Beeing a citizen of a welfare state does not only mean that you get help if you need it - it also means, that you have to pay for others getting that help if you can afford it.
But I just happened to be born here. And I was never asked if I wanted to take part in any of it, and if I don't take part in it they'll come at me with guns.
People who decide to not beeing part of that state should not be part of that state.
They should have to get citizenship somewhere else or buy themselves an island where they could declare their own state and wich they would have to protect with their own military. Should not be a problem for the filthy rich wich also like to be hermits (hint: Most humans don't like to be alone)...
And what if I'm too poor to travel? What if I'm one of the people you're purportedly trying to help? All I want is to make my living and be left alone.
The rich are actually the ones that agree with that (while they don't realize what's happening). They often feel guilty for being filthy rich and vote in favor of being taken money away, instead of feeling happy to have moved the world forward and made the economy boom. Bill Gates is one of the best examples (which is why the economist Yaron Brook uses it) of someone who created tons of new jobs and wealth for tons of other people.
You're forgetting all the youngsters that just turned 18 and have no experience or skills, all the people who switch jobs to industries they never worked in, all the physically hindered or incapacitated people.
The market for low wage labour is driven by an oversupply of humans that are not skilled enough for the higher tier jobs. Some of them fled from the countries we destabilized or helped to destabilize.
That is why we have seen a race to the bottom in the low wage sector in the last decades.
Basically, the low wage labour market seems to be broken beyond repair (well, a pandemic could fix it, but we hopefully don't get one soon) in the USA and most (if not all) of the EU.
Indeed, but the difference is that only those who need it pay for it. It bears no cost to a nation, only to its consumers, and it has no bureaucrats and bureaucracies making it even more expensive (unless of course the state decides to make it so).
The current competitive economic also comes with high overhead costs. Advertising, multiplied company structures / production facilities, Salesmen...
Whatever economic system you chose, it will not be free.
It's interesting you mention that, because the most capitalist parts of the world are also the least polluted.
Humans are greedy and as long as they are, we will spend at least twice the amount of resources (and produce twice the amount of pollution) on everything than we would have to spend if greed would not be a thing.
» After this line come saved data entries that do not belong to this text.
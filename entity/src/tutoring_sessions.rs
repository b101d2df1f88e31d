use sea_orm::entity::prelude::*;
use serde::{Deserialize, Serialize};

#[derive(Clone, Debug, PartialEq, Eq, DeriveEntityModel, Serialize, Deserialize)]
#[sea_orm(table_name = "tutoring_sessions")]
pub struct Model {
    #[sea_orm(primary_key, auto_increment = false)]
    pub id: Uuid,
    pub subject_id: Uuid,
    pub starts_at: TimeDateTimeWithTimeZone,
    pub created_at: TimeDateTimeWithTimeZone,
}

#[derive(Copy, Clone, Debug, EnumIter, DeriveRelation)]
pub enum Relation {
    #[sea_orm(has_many = "super::enrollments::Entity")]
    Enrollments,
}

impl Related<super::enrollments::Entity> for Entity {
    fn to() -> RelationDef {
        Relation::Enrollments.def()
    }
}

impl ActiveModelBehavior for ActiveModel {}
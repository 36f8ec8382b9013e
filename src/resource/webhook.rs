//! Webhook resource - an outgoing HTTP notification
//!
//! The signing `secret` is write-only: the API accepts it but never returns
//! it, so the recorded state keeps the configured value.

use super::{RestCapability, known};
use beaconapi::Client;
use declarative::{
    Attr, AttributeTree, Diagnostics, ImportResolver, ModelAdapter, PlanPreserver, PrimaryKey,
    PrimaryKeyed, Reader, ResourceEngine, SharedResource, Writer, parse_import_key,
};
use scalar::{Duration, RawJson};
use serde::{Deserialize, Serialize};
use std::collections::BTreeMap;
use std::sync::Arc;

pub const KIND: &str = "webhook";
const COLLECTION: &str = "webhooks";

const DEFAULT_TIMEOUT: Duration = Duration::from_secs(10);
const NANOS_PER_MILLI: i64 = 1_000_000;

#[derive(Debug, Clone, PartialEq)]
pub struct Webhook {
    pub id: Attr<PrimaryKey>,
    pub name: Attr<String>,
    pub url: Attr<String>,
    pub headers: Attr<BTreeMap<String, String>>,
    pub payload_template: Attr<RawJson>,
    pub timeout: Attr<Duration>,
    pub secret: Attr<String>,
}

#[derive(Debug, Clone, PartialEq, Serialize)]
pub struct WebhookArg {
    pub name: String,
    pub url: String,
    pub headers: BTreeMap<String, String>,
    #[serde(skip_serializing_if = "Option::is_none")]
    pub payload_template: Option<RawJson>,
    pub timeout_ms: i64,
    #[serde(skip_serializing_if = "Option::is_none")]
    pub secret: Option<String>,
}

#[derive(Debug, Clone, Deserialize)]
pub struct WebhookResult {
    pub id: PrimaryKey,
    pub name: String,
    pub url: String,
    #[serde(default)]
    pub headers: BTreeMap<String, String>,
    #[serde(default)]
    pub payload_template: Option<RawJson>,
    pub timeout_ms: i64,
}

impl PrimaryKeyed for WebhookResult {
    fn primary_key(&self) -> PrimaryKey {
        self.id
    }
}

pub struct WebhookAdapter;

struct KeepPlanValues;

impl PlanPreserver<Webhook> for KeepPlanValues {
    fn preserve_plan_values(&self, result: &Webhook, plan: &Webhook) -> Webhook {
        let payload_template = match (&result.payload_template, &plan.payload_template) {
            (Attr::Known(observed), Attr::Known(planned)) if observed == planned => {
                plan.payload_template.clone()
            }
            _ => result.payload_template.clone(),
        };
        Webhook {
            secret: plan.secret.or(&result.secret),
            payload_template,
            ..result.clone()
        }
    }
}

impl ModelAdapter for WebhookAdapter {
    type Model = Webhook;
    type Arg = WebhookArg;
    type Result = WebhookResult;

    fn type_name(&self) -> &'static str {
        KIND
    }

    fn get(&self, tree: &AttributeTree) -> Result<Webhook, Diagnostics> {
        let mut r = Reader::new(tree);
        let model = Webhook {
            id: r.optional("id"),
            name: r.required("name"),
            url: r.required("url"),
            headers: r.optional("headers"),
            payload_template: r.optional("payload_template"),
            timeout: r.optional("timeout"),
            secret: r.optional("secret"),
        };
        r.finish(model)
    }

    fn encode(&self, model: &Webhook) -> AttributeTree {
        let mut w = Writer::new();
        w.set("id", &model.id)
            .set("name", &model.name)
            .set("url", &model.url)
            .set("headers", &model.headers)
            .set("payload_template", &model.payload_template)
            .set("timeout", &model.timeout)
            .set("secret", &model.secret);
        w.finish()
    }

    fn model_key(&self, model: &Webhook) -> Option<PrimaryKey> {
        model.id.known().copied()
    }

    fn to_api_argument(&self, model: &Webhook) -> anyhow::Result<WebhookArg> {
        let url = known(&model.url, "url")?;
        if !(url.starts_with("https://") || url.starts_with("http://")) {
            anyhow::bail!("url must start with http:// or https://, got {url:?}");
        }
        let timeout = model.timeout.value_or(DEFAULT_TIMEOUT);
        if timeout.is_negative() || timeout.is_zero() {
            anyhow::bail!("timeout must be positive, got {timeout}");
        }
        // The API stores whole milliseconds.
        if timeout.as_nanos() % NANOS_PER_MILLI != 0 {
            anyhow::bail!("timeout must be a whole number of milliseconds, got {timeout}");
        }
        Ok(WebhookArg {
            name: known(&model.name, "name")?,
            url,
            headers: model.headers.value_or(BTreeMap::new()),
            payload_template: model.payload_template.known().cloned(),
            timeout_ms: timeout.as_nanos() / NANOS_PER_MILLI,
            secret: model.secret.known().cloned(),
        })
    }

    fn from_api_result(&self, result: &WebhookResult) -> anyhow::Result<Webhook> {
        Ok(Webhook {
            id: Attr::Known(result.id),
            name: Attr::Known(result.name.clone()),
            url: Attr::Known(result.url.clone()),
            headers: Attr::Known(result.headers.clone()),
            payload_template: Attr::from_option(result.payload_template.clone()),
            timeout: Attr::Known(Duration::from_millis(result.timeout_ms)),
            secret: Attr::Null,
        })
    }

    fn stub_model(&self, key: PrimaryKey) -> Webhook {
        Webhook {
            id: Attr::Known(key),
            name: Attr::Null,
            url: Attr::Null,
            headers: Attr::Null,
            payload_template: Attr::Null,
            timeout: Attr::Null,
            secret: Attr::Null,
        }
    }

    fn plan_preserver(&self) -> Option<&dyn PlanPreserver<Webhook>> {
        Some(&KeepPlanValues)
    }

    fn import_resolver(&self) -> Option<&dyn ImportResolver<Webhook>> {
        Some(self)
    }
}

impl ImportResolver<Webhook> for WebhookAdapter {
    fn resolve_import(&self, id: &str) -> Result<Webhook, Diagnostics> {
        Ok(self.stub_model(parse_import_key(id)?))
    }
}

pub fn resource(client: Client) -> SharedResource {
    Arc::new(ResourceEngine::new(
        WebhookAdapter,
        RestCapability::<WebhookArg, WebhookResult>::new(client, COLLECTION),
    ))
}
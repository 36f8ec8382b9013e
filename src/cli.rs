use clap::{Args, Parser, Subcommand};
use clap_complete::Shell;
use std::path::PathBuf;

#[derive(Parser)]
#[command(name = "beacon")]
#[command(version)]
#[command(about = "Manage Beacon teams, services and alerting from declarative config", long_about = None)]
#[command(propagate_version = true)]
pub struct Cli {
    /// Verbosity level
    #[arg(short, long, action = clap::ArgAction::Count, global = true)]
    pub verbose: u8,

    /// Suppress non-essential output
    #[arg(short, long, global = true)]
    pub quiet: bool,

    /// Config file (default: ~/.config/beacon/beacon.toml)
    #[arg(long, global = true, env = "BEACON_CONFIG")]
    pub config: Option<PathBuf>,

    /// State file (default: ~/.local/state/beacon/state.json)
    #[arg(long, global = true, env = "BEACON_STATE")]
    pub state: Option<PathBuf>,

    #[command(subcommand)]
    pub command: Command,
}

#[derive(Subcommand)]
pub enum Command {
    /// Show what apply would change
    Plan(TargetArgs),

    /// Create, update and delete remote objects to match the config
    Apply(ApplyArgs),

    /// Delete every tracked object (or the targeted ones)
    Destroy(ApplyArgs),

    /// Re-read tracked objects and update the state file
    Refresh(RefreshArgs),

    /// Start tracking an existing remote object
    Import(ImportArgs),

    /// Inspect or edit the state file
    #[command(subcommand)]
    State(StateCommand),

    /// List resource kinds
    Kinds,

    /// Generate shell completions
    Completions {
        /// Shell to generate completions for
        #[arg(value_enum)]
        shell: Shell,
    },
}

#[derive(Args)]
pub struct TargetArgs {
    /// Limit to a kind or one instance: <kind> or <kind>.<name>
    #[arg(short, long)]
    pub target: Option<String>,
}

#[derive(Args)]
pub struct ApplyArgs {
    /// Limit to a kind or one instance: <kind> or <kind>.<name>
    #[arg(short, long)]
    pub target: Option<String>,

    /// Skip the confirmation prompt
    #[arg(short, long)]
    pub yes: bool,

    /// Instances applied in parallel
    #[arg(short, long, default_value = "4")]
    pub jobs: usize,

    /// Deadline for the whole run, e.g. "5m" or "90s"
    #[arg(long)]
    pub timeout: Option<scalar::Duration>,

    /// Show the plan without changing anything
    #[arg(long)]
    pub dry_run: bool,
}

#[derive(Args)]
pub struct RefreshArgs {
    /// Limit to a kind or one instance: <kind> or <kind>.<name>
    #[arg(short, long)]
    pub target: Option<String>,

    /// Instances read in parallel
    #[arg(short, long, default_value = "4")]
    pub jobs: usize,

    /// Deadline for the whole run
    #[arg(long)]
    pub timeout: Option<scalar::Duration>,
}

#[derive(Args)]
pub struct ImportArgs {
    /// Address to record it under: <kind>.<name>
    pub address: String,

    /// Remote id, in the kind's import grammar
    pub id: String,

    /// Deadline for the import
    #[arg(long)]
    pub timeout: Option<scalar::Duration>,
}

#[derive(Subcommand)]
pub enum StateCommand {
    /// List tracked addresses
    List {
        /// Only this kind
        kind: Option<String>,
    },

    /// Show the recorded attributes of one instance
    Show {
        address: String,

        /// Print the raw JSON tree
        #[arg(long)]
        json: bool,
    },

    /// Stop tracking an instance without touching the remote object
    Rm { address: String },
}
We would not even need the concepts of money or "buying something" without it.
Also money exists because it's inconvenient and hard to be trading 0.75 cow for 12.25 rabits.
It's also interesting that it's also in the most capitalist parts of the world where poor people are fat. And it turns out the states in those parts aren't providing any food at all to anyone and no one is concerned with it.
So it is not about overhead but about whether it works or not. If people starve or can't afford healthcare, that means to me, that the system is failing for them. For me, that is a bug that has to be fixed. Whether that also is a bug for you, depends on your ethics (for a social darwinist it would be a feature).
You call it greed, but perhaps you're not talking about greed. Perhaps you're making the same mistake Walter Williams made when he called it greed: he was right, but he wasn't talking about greed.
I call a failure to a system where one too many die waiting to be saved. People are dying for lack of healthcare under the very system that is purportedly built to prevent people from dying for lack of healthcare.
Edited by Skaruts, 17 October 2018 - 11:24 PM.